The call Method (The Forward Pass)

The call method defines how data flows through the model during training and inference. It's a clear, three-step process:

    Encode the Input: The source sentence (context) is passed into the self.encoder. The encoder processes it and produces a set of context-rich vectors. 
    This encoded context captures the meaning of the entire source sentence.

    Decode with Context: The target sentence (x) and the context from the encoder are both passed into the self.decoder. The decoder uses its self-attention to process x 
    and its cross-attention to look at the context, figuring out how to generate the translation.

    Generate Final Predictions: The output from the decoder is passed to the self.final_layer to produce the final output, called logits.
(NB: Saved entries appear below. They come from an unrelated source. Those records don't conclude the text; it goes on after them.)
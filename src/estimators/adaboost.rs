//! AdaBoost (Adaptive Boosting) implementation
//!
//! AdaBoost builds an ensemble of weak learners (decision stumps), weighting
//! misclassified samples more heavily in subsequent rounds. Multi-class
//! problems use the SAMME update.

use super::decision_tree::{encode_labels, DecisionTreeClassifier};
use super::{argmax, check_features, check_fit_input, unique_classes, Classifier, FromParams};
use crate::error::{ClassifierError, Result};
use crate::params::{ParamReader, Params};
use crate::registry::Algorithm;
use ndarray::{Array1, Array2};
use serde::{Deserialize, Serialize};
use tracing::debug;

/// AdaBoost Classifier (SAMME variant, supports multi-class)
#[derive(Debug, Clone, Serialize, Deserialize)]
pub struct AdaBoostClassifier {
    pub n_estimators: usize,
    pub learning_rate: f64,
    pub random_state: Option<u64>,
    stumps: Vec<DecisionTreeClassifier>,
    alphas: Vec<f64>,
    classes: Vec<f64>,
    n_features: usize,
}

impl Default for AdaBoostClassifier {
    fn default() -> Self {
        Self::new(50, 1.0)
    }
}

impl AdaBoostClassifier {
    pub fn new(n_estimators: usize, learning_rate: f64) -> Self {
        Self {
            n_estimators,
            learning_rate,
            random_state: None,
            stumps: Vec::new(),
            alphas: Vec::new(),
            classes: Vec::new(),
            n_features: 0,
        }
    }

    pub fn with_n_estimators(mut self, n: usize) -> Self {
        self.n_estimators = n;
        self
    }

    pub fn with_learning_rate(mut self, lr: f64) -> Self {
        self.learning_rate = lr;
        self
    }

    /// Weight of each fitted stump in the vote
    pub fn estimator_weights(&self) -> &[f64] {
        &self.alphas
    }

    /// Weighted vote per class, one column per sorted training class
    pub fn decision_function(&self, x: &Array2<f64>) -> Result<Array2<f64>> {
        if self.stumps.is_empty() {
            return Err(ClassifierError::ModelNotFitted);
        }
        check_features(self.n_features, x)?;

        let mut scores = Array2::zeros((x.nrows(), self.classes.len()));
        for (stump, &alpha) in self.stumps.iter().zip(self.alphas.iter()) {
            let proba = stump.predict_proba(x)?;
            for (i, row) in proba.rows().into_iter().enumerate() {
                scores[[i, argmax(&row.to_vec())]] += alpha;
            }
        }
        Ok(scores)
    }

    /// Softmax of the normalized vote
    pub fn predict_proba(&self, x: &Array2<f64>) -> Result<Array2<f64>> {
        let mut scores = self.decision_function(x)?;
        let total_alpha: f64 = self.alphas.iter().sum();
        for mut row in scores.rows_mut() {
            if total_alpha > 0.0 {
                row /= total_alpha;
            }
            let max_score = row.iter().cloned().fold(f64::NEG_INFINITY, f64::max);
            row.mapv_inplace(|s| (s - max_score).exp());
            let exp_sum = row.sum();
            row /= exp_sum;
        }
        Ok(scores)
    }

    /// Compute feature importances from weighted stump feature usage
    pub fn feature_importances(&self) -> Option<Array1<f64>> {
        if self.stumps.is_empty() {
            return None;
        }
        let mut importances = Array1::zeros(self.n_features);
        for (stump, &alpha) in self.stumps.iter().zip(self.alphas.iter()) {
            if let Some(imp) = stump.feature_importances() {
                importances.scaled_add(alpha, imp);
            }
        }
        let total = importances.sum();
        if total > 0.0 {
            importances /= total;
        }
        Some(importances)
    }
}

impl FromParams for AdaBoostClassifier {
    fn from_params(params: &Params) -> Result<Self> {
        let mut reader = ParamReader::new("AdaBoost", params);
        let n_estimators = reader.usize("n_estimators", 50)?;
        if n_estimators == 0 {
            return Err(ClassifierError::invalid_parameter("n_estimators", 0, "must be at least 1"));
        }
        let learning_rate = reader.positive_f64("learning_rate", 1.0)?;
        let random_state = reader.opt_u64("random_state")?;
        reader.finish()?;

        Ok(Self {
            random_state,
            ..Self::new(n_estimators, learning_rate)
        })
    }
}

impl Classifier for AdaBoostClassifier {
    fn algorithm(&self) -> Algorithm {
        Algorithm::AdaBoost
    }

    fn params(&self) -> Params {
        Params::new()
            .with("n_estimators", self.n_estimators)
            .with("learning_rate", self.learning_rate)
            .with("random_state", self.random_state)
    }

    fn is_fitted(&self) -> bool {
        !self.stumps.is_empty()
    }

    fn fit(&mut self, x: &Array2<f64>, y: &Array1<f64>) -> Result<()> {
        check_fit_input(x, y)?;
        let n_samples = x.nrows();
        let classes = unique_classes(y);
        let encoded = encode_labels(y, &classes)?;
        let n_classes = classes.len();

        let mut weights = vec![1.0 / n_samples as f64; n_samples];
        let mut stumps = Vec::with_capacity(self.n_estimators);
        let mut alphas = Vec::with_capacity(self.n_estimators);

        for round in 0..self.n_estimators {
            let mut stump = DecisionTreeClassifier::new().with_max_depth(1);
            if let Some(seed) = self.random_state {
                stump = stump.with_random_state(seed.wrapping_add(round as u64));
            }
            stump.fit_encoded(x, &encoded, &weights, classes.clone())?;

            let proba = stump.predict_proba(x)?;
            let incorrect: Vec<bool> = proba
                .rows()
                .into_iter()
                .zip(encoded.iter())
                .map(|(row, &label)| argmax(&row.to_vec()) != label)
                .collect();

            // Compute weighted error
            let error: f64 = weights
                .iter()
                .zip(incorrect.iter())
                .filter(|(_, &wrong)| wrong)
                .map(|(w, _)| w)
                .sum();

            if error <= 0.0 {
                debug!(round, "Perfect stump found, stopping early");
                stumps.push(stump);
                alphas.push(1.0);
                break;
            }

            // Worse than random guessing
            if error >= 1.0 - 1.0 / n_classes as f64 {
                if stumps.is_empty() {
                    return Err(ClassifierError::TrainingError(
                        "BaseClassifier in AdaBoostClassifier ensemble is worse than random, ensemble can not be fit"
                            .to_string(),
                    ));
                }
                debug!(round, error, "Stump no better than chance, stopping early");
                break;
            }

            // SAMME alpha for multi-class
            let alpha = self.learning_rate * (((1.0 - error) / error).ln() + (n_classes as f64 - 1.0).ln());

            for (w, &wrong) in weights.iter_mut().zip(incorrect.iter()) {
                if wrong {
                    *w *= alpha.exp();
                }
            }
            // Normalize weights
            let w_sum: f64 = weights.iter().sum();
            if w_sum > 0.0 {
                for w in weights.iter_mut() {
                    *w /= w_sum;
                }
            }

            stumps.push(stump);
            alphas.push(alpha);
        }

        self.stumps = stumps;
        self.alphas = alphas;
        self.classes = classes;
        self.n_features = x.ncols();
        Ok(())
    }

    fn predict(&self, x: &Array2<f64>) -> Result<Array1<f64>> {
        let scores = self.decision_function(x)?;
        Ok(scores
            .rows()
            .into_iter()
            .map(|row| self.classes[argmax(&row.to_vec())])
            .collect())
    }
}

#[cfg(test)]
mod tests {
    use super::*;
    use crate::estimators::test_data::{accuracy, three_blobs};
    use ndarray::array;

    #[test]
    fn test_adaboost_binary() {
        let x = array![[1.0, 2.0], [2.0, 3.0], [3.0, 4.0], [6.0, 7.0], [7.0, 8.0], [8.0, 9.0]];
        let y = array![0.0, 0.0, 0.0, 1.0, 1.0, 1.0];
        let mut model = AdaBoostClassifier::new(10, 1.0);
        model.fit(&x, &y).unwrap();
        assert!(model.is_fitted());
        assert_eq!(model.score(&x, &y).unwrap(), 1.0);
        // A perfect first stump ends boosting
        assert_eq!(model.estimator_weights().len(), 1);
    }

    #[test]
    fn test_adaboost_multiclass() {
        let (x, y) = three_blobs();
        let mut model = AdaBoostClassifier::default();
        model.fit(&x, &y).unwrap();
        assert!(accuracy(&y, &model.predict(&x).unwrap()) > 0.9);
    }

    #[test]
    fn test_adaboost_predict_proba() {
        let x = array![[0.0, 0.0], [1.0, 1.0], [5.0, 5.0], [6.0, 6.0]];
        let y = array![0.0, 0.0, 1.0, 1.0];
        let mut model = AdaBoostClassifier::new(20, 1.0);
        model.fit(&x, &y).unwrap();
        let proba = model.predict_proba(&x).unwrap();
        assert_eq!(proba.dim(), (4, 2));
        for row in proba.rows() {
            assert!((row.sum() - 1.0).abs() < 1e-9);
        }
    }

    #[test]
    fn test_learning_rate_must_be_positive() {
        let params = Params::new().with("learning_rate", 0.0);
        assert!(AdaBoostClassifier::from_params(&params).is_err());
    }
}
These are the raw, 
    unnormalized prediction scores for each word in the target vocabulary. These logits are then used by the loss function to calculate how "wrong" the model was and to update its weights.
'''

In [15]:
class Transformer(tf.keras.Model):
    """
    The complete Transformer model, which encapsulates the Encoder, Decoder,
    and the final linear layer.
    """
    def __init__(self, *, num_layers, d_model, num_heads, dff,
                 input_vocab_size, target_vocab_size, dropout_rate=0.1):
        """
        Initializes the Transformer model.

        Args:
          num_layers: The number of layers for both the encoder and decoder.
          d_model: The dimensionality of the model's embeddings.
          num_heads: The number of attention heads.
          dff: The dimensionality of the inner-layer of the FFN.
          input_vocab_size: The size of the source language's vocabulary.
          target_vocab_size: The size of the target language's vocabulary.
          dropout_rate: The dropout rate for regularization.
        """
        super().__init__()
        
        # Instantiate the Encoder component.
        self.encoder = Encoder(num_layers=num_layers, d_model=d_model,
                               num_heads=num_heads, dff=dff,
                               vocab_size=input_vocab_size,
                               dropout_rate=dropout_rate)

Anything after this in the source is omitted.